## DESCRIPTION OF THE TASK
What lines in the material hold the string "second"? Return every one of them.

## DATASET
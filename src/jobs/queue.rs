use std::sync::Arc;
use std::time::Duration;
use thiserror::Error;
use tokio::sync::{mpsc, Mutex};
use tokio::task::JoinHandle;
use tracing::{debug, error, info, warn};

use crate::config::QueueConfig;
use crate::translate::{GenerationOptions, TranslatorInterface};
use super::job::{Job, JobId, JobStatus};
use super::pipeline::translate_with_progress;
use super::store::{CancelOutcome, JobStore};

#[derive(Debug, Clone)]
pub struct QueueSettings {
    pub max_concurrent: usize,
    pub max_chunk_chars: usize,
    pub cancel_grace: Duration,
    pub finished_ttl: Option<Duration>,
}

impl From<&QueueConfig> for QueueSettings {
    fn from(config: &QueueConfig) -> Self {
        Self {
            max_concurrent: config.max_concurrent.max(1),
            max_chunk_chars: config.max_chunk_chars,
            cancel_grace: config.cancel_grace(),
            finished_ttl: config.finished_ttl(),
        }
    }
}

#[derive(Debug, Error)]
pub enum QueueError {
    #[error("Job queue is shut down")]
    Closed,
}

/// Waiting work; the text rides in the message, not in the job record
struct QueuedJob {
    id: JobId,
    text: String,
}

type SharedReceiver = Arc<Mutex<mpsc::UnboundedReceiver<QueuedJob>>>;

/// Bounded-concurrency translation queue.
///
/// `max_concurrent` workers pull from one FIFO channel, so at most that many
/// jobs are ever `running`, and a worker that finishes a job takes the next
/// one straight away.
pub struct JobQueue {
    store: JobStore,
    sender: mpsc::UnboundedSender<QueuedJob>,
    settings: QueueSettings,
    workers: Vec<JoinHandle<()>>,
}

impl JobQueue {
    pub fn start(
        settings: QueueSettings,
        store: JobStore,
        translator: Arc<dyn TranslatorInterface>,
    ) -> Self {
        let (sender, receiver) = mpsc::unbounded_channel();
        let receiver: SharedReceiver = Arc::new(Mutex::new(receiver));

        let workers = (0..settings.max_concurrent)
            .map(|worker| {
                tokio::spawn(worker_loop(
                    worker,
                    receiver.clone(),
                    store.clone(),
                    translator.clone(),
                    settings.clone(),
                ))
            })
            .collect();

        info!(workers = settings.max_concurrent, "Started job queue");

        Self {
            store,
            sender,
            settings,
            workers,
        }
    }

    pub fn store(&self) -> &JobStore {
        &self.store
    }

    pub fn settings(&self) -> &QueueSettings {
        &self.settings
    }

    /// Record a new `queued` job and hand it to the workers. Never waits on
    /// translation work.
    pub fn submit(
        &self,
        text: String,
        source_lang: &str,
        target_lang: &str,
        generate: GenerationOptions,
    ) -> Result<JobId, QueueError> {
        let job = Job::new(source_lang, target_lang, generate);
        let id = job.id.clone();
        self.store.insert(job);

        if self.sender.send(QueuedJob { id: id.clone(), text }).is_err() {
            self.store.remove(&id);
            return Err(QueueError::Closed);
        }

        info!(job_id = %id, source = %source_lang, target = %target_lang, "Job queued");
        Ok(id)
    }

    pub fn cancel(&self, id: &JobId) -> CancelOutcome {
        let outcome = self.store.cancel(id, self.settings.cancel_grace);
        match outcome {
            CancelOutcome::Cancelled => info!(job_id = %id, "Job cancelled"),
            CancelOutcome::Finished(status) => {
                debug!(job_id = %id, %status, "Cancel ignored for finished job")
            }
            CancelOutcome::NotFound => debug!(job_id = %id, "Cancel for unknown job"),
        }
        outcome
    }

    pub fn queued_count(&self) -> usize {
        self.store.count_with_status(JobStatus::Queued)
    }

    pub fn running_count(&self) -> usize {
        self.store.count_with_status(JobStatus::Running)
    }
}

impl Drop for JobQueue {
    fn drop(&mut self) {
        for worker in &self.workers {
            worker.abort();
        }
    }
}

async fn worker_loop(
    worker: usize,
    receiver: SharedReceiver,
    store: JobStore,
    translator: Arc<dyn TranslatorInterface>,
    settings: QueueSettings,
) {
    loop {
        let next = receiver.lock().await.recv().await;
        let Some(queued) = next else {
            debug!(worker, "Job channel closed, worker exiting");
            break;
        };
        run_job(worker, queued, &store, &translator, &settings).await;
    }
}

async fn run_job(
    worker: usize,
    queued: QueuedJob,
    store: &JobStore,
    translator: &Arc<dyn TranslatorInterface>,
    settings: &QueueSettings,
) {
    let QueuedJob { id, text } = queued;

    let Some(params) = store.admit(&id) else {
        info!(job_id = %id, "Skipping job cancelled before it started");
        return;
    };
    info!(job_id = %id, worker, "Job running");

    // Own task so a panicking translator only takes this job down
    let task = tokio::spawn({
        let store = store.clone();
        let translator = translator.clone();
        let id = id.clone();
        let max_chunk_chars = settings.max_chunk_chars;
        async move {
            translate_with_progress(&store, translator.as_ref(), &id, &text, &params, max_chunk_chars)
                .await
        }
    });

    let failure = match task.await {
        Ok(Ok(Some(result))) => {
            if store.complete(&id, result, settings.finished_ttl) {
                info!(job_id = %id, "Job done");
            } else {
                debug!(job_id = %id, "Job left running before its result was stored");
            }
            return;
        }
        Ok(Ok(None)) => {
            info!(job_id = %id, "Job stopped after cancellation");
            return;
        }
        Ok(Err(e)) => format!("{:#}", e),
        Err(e) => format!("translation task failed: {}", e),
    };

    error!(job_id = %id, error = %failure, "Job failed");
    if !store.fail(&id, failure, settings.finished_ttl) {
        warn!(job_id = %id, "Failure not recorded, job was no longer running");
    }
}

#[cfg(test)]
mod tests {
    use super::*;
    use crate::translate::testing::{EchoTranslator, GatedTranslator};
    use std::sync::atomic::Ordering;

    fn settings(max_concurrent: usize) -> QueueSettings {
        QueueSettings {
            max_concurrent,
            max_chunk_chars: 450,
            cancel_grace: Duration::from_secs(30),
            finished_ttl: None,
        }
    }

    fn submit(queue: &JobQueue, text: &str) -> JobId {
        queue
            .submit(text.to_string(), "en", "zh", GenerationOptions::new())
            .unwrap()
    }

    /// Poll until `check` holds, asserting the concurrency bound on the way
    async fn wait_until(queue: &JobQueue, mut check: impl FnMut(&JobStore) -> bool) {
        let limit = queue.settings().max_concurrent;
        tokio::time::timeout(Duration::from_secs(5), async {
            loop {
                assert!(queue.running_count() <= limit);
                if check(queue.store()) {
                    return;
                }
                tokio::time::sleep(Duration::from_millis(5)).await;
            }
        })
        .await
        .expect("condition not reached in time");
    }

    fn status_is(id: &JobId, status: JobStatus) -> impl FnMut(&JobStore) -> bool + '_ {
        move |store| store.status(id) == Some(status)
    }

    #[tokio::test]
    async fn runs_job_to_completion() {
        let translator = Arc::new(EchoTranslator::default());
        let queue = JobQueue::start(settings(2), JobStore::new(), translator.clone());

        let text = "Hello world. How are you?\n\nGoodbye.";
        let id = submit(&queue, text);
        wait_until(&queue, status_is(&id, JobStatus::Done)).await;

        let job = queue.store().get(&id).unwrap();
        assert_eq!(job.result.as_deref(), Some(text));
        assert_eq!(job.progress, 100);
        assert_eq!(job.total_units, Some(3));
        assert!(job.error.is_none());
        // the blank line never reaches the translator
        assert_eq!(translator.calls.load(Ordering::SeqCst), 2);
    }

    #[tokio::test]
    async fn third_job_waits_for_a_free_worker() {
        let translator = Arc::new(GatedTranslator::new());
        let queue = JobQueue::start(settings(2), JobStore::new(), translator.clone());

        let first = submit(&queue, "one.");
        let second = submit(&queue, "two.");
        let third = submit(&queue, "three.");

        wait_until(&queue, |store| {
            store.status(&first) == Some(JobStatus::Running)
                && store.status(&second) == Some(JobStatus::Running)
        })
        .await;
        assert_eq!(queue.store().status(&third), Some(JobStatus::Queued));
        assert_eq!(queue.running_count(), 2);

        translator.release(1);
        wait_until(&queue, status_is(&third, JobStatus::Running)).await;
        let finished = [&first, &second]
            .iter()
            .filter(|id| queue.store().status(id) == Some(JobStatus::Done))
            .count();
        assert_eq!(finished, 1);

        translator.release(2);
        for id in [&first, &second, &third] {
            wait_until(&queue, status_is(id, JobStatus::Done)).await;
        }
        assert_eq!(
            queue.store().get(&third).unwrap().result.as_deref(),
            Some("THREE.")
        );
    }

    #[tokio::test]
    async fn cancelled_queued_job_never_runs() {
        let translator = Arc::new(GatedTranslator::new());
        let queue = JobQueue::start(settings(1), JobStore::new(), translator.clone());

        let blocker = submit(&queue, "busy.");
        let waiting = submit(&queue, "never.");
        wait_until(&queue, status_is(&blocker, JobStatus::Running)).await;

        assert_eq!(queue.cancel(&waiting), CancelOutcome::Cancelled);
        translator.release(10);
        wait_until(&queue, status_is(&blocker, JobStatus::Done)).await;
        // give the worker a chance to pick up the cancelled job
        tokio::time::sleep(Duration::from_millis(50)).await;

        let job = queue.store().get(&waiting).unwrap();
        assert_eq!(job.status, JobStatus::Cancelled);
        assert!(job.started_at.is_none());
        assert_eq!(translator.started(), 1);
    }

    #[tokio::test]
    async fn running_job_stops_at_next_chunk() {
        let translator = Arc::new(GatedTranslator::new());
        let queue = JobQueue::start(settings(1), JobStore::new(), translator.clone());

        let id = submit(&queue, "a.\nb.\nc.");
        wait_until(&queue, |_| translator.started() == 1).await;

        assert_eq!(queue.cancel(&id), CancelOutcome::Cancelled);
        translator.release(10);

        let follow_up = submit(&queue, "next.");
        wait_until(&queue, status_is(&follow_up, JobStatus::Done)).await;

        let job = queue.store().get(&id).unwrap();
        assert_eq!(job.status, JobStatus::Cancelled);
        assert!(job.result.is_none());
        assert_eq!(job.total_units, Some(3));
        // one chunk of the cancelled job, one of the follow-up
        assert_eq!(translator.started(), 2);
    }

    #[tokio::test]
    async fn failure_is_isolated_to_its_job() {
        let translator = Arc::new(EchoTranslator::failing_on("boom"));
        let queue = JobQueue::start(settings(1), JobStore::new(), translator);

        let bad = submit(&queue, "fine.\nboom.");
        let good = submit(&queue, "still fine.");
        wait_until(&queue, status_is(&good, JobStatus::Done)).await;

        let job = queue.store().get(&bad).unwrap();
        assert_eq!(job.status, JobStatus::Error);
        assert!(job.error.unwrap().contains("boom"));
        assert!(job.result.is_none());
        assert_eq!(job.progress, 50);
    }

    #[tokio::test]
    async fn finished_job_ignores_cancel() {
        let queue = JobQueue::start(settings(1), JobStore::new(), Arc::new(EchoTranslator::default()));
        let id = submit(&queue, "quick.");
        wait_until(&queue, status_is(&id, JobStatus::Done)).await;

        assert_eq!(queue.cancel(&id), CancelOutcome::Finished(JobStatus::Done));
        assert_eq!(queue.cancel(&JobId::from("nope")), CancelOutcome::NotFound);
    }
}
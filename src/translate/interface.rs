//! Translator interface; model inference lives in the external service

use async_trait::async_trait;
use serde::Deserialize;

/// Opaque generation options forwarded to the model, e.g. `num_beams`
pub type GenerationOptions = serde_json::Map<String, serde_json::Value>;

#[derive(Debug, Clone)]
pub struct TranslateRequest {
    pub text: String,
    pub source_lang: String,
    pub target_lang: String,
    pub generate: GenerationOptions,
}

impl TranslateRequest {
    pub fn new(
        text: impl Into<String>,
        source_lang: impl Into<String>,
        target_lang: impl Into<String>,
        generate: GenerationOptions,
    ) -> Self {
        Self {
            text: text.into(),
            source_lang: source_lang.into(),
            target_lang: target_lang.into(),
            generate,
        }
    }
}

#[derive(Debug, Deserialize)]
pub struct TranslateResponse {
    pub translated_text: String,
    pub success: bool,
    #[serde(default)]
    pub error: Option<String>,
}

/// Text in, text out. Implementations must return an empty string for
/// blank input without running the model.
#[async_trait]
pub trait TranslatorInterface: Send + Sync {
    async fn translate(&self, request: &TranslateRequest) -> Result<String, anyhow::Error>;

    /// Whether the backing model is reachable
    async fn health_check(&self) -> bool {
        true
    }
}
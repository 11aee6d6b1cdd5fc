/// Merge translated chunks back into `line_count` lines.
///
/// Chunks sharing a line index are joined with a single space, in order.
/// Lines that only received empty chunks stay empty.
pub fn reassemble_lines<I, S>(translated: I, line_count: usize) -> String
where
    I: IntoIterator<Item = (S, usize)>,
    S: AsRef<str>,
{
    let mut lines = vec![String::new(); line_count];

    for (chunk, line) in translated {
        let Some(slot) = lines.get_mut(line) else {
            tracing::warn!(line, line_count, "Dropping chunk mapped past the last line");
            continue;
        };
        if !slot.is_empty() {
            slot.push(' ');
        }
        slot.push_str(chunk.as_ref());
    }

    lines.join("\n")
}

## OUTPUT
        let second = submit(&queue, "two.");
                && store.status(&second) == Some(JobStatus::Running)
        let finished = [&first, &second]
        for id in [&first, &second, &third] {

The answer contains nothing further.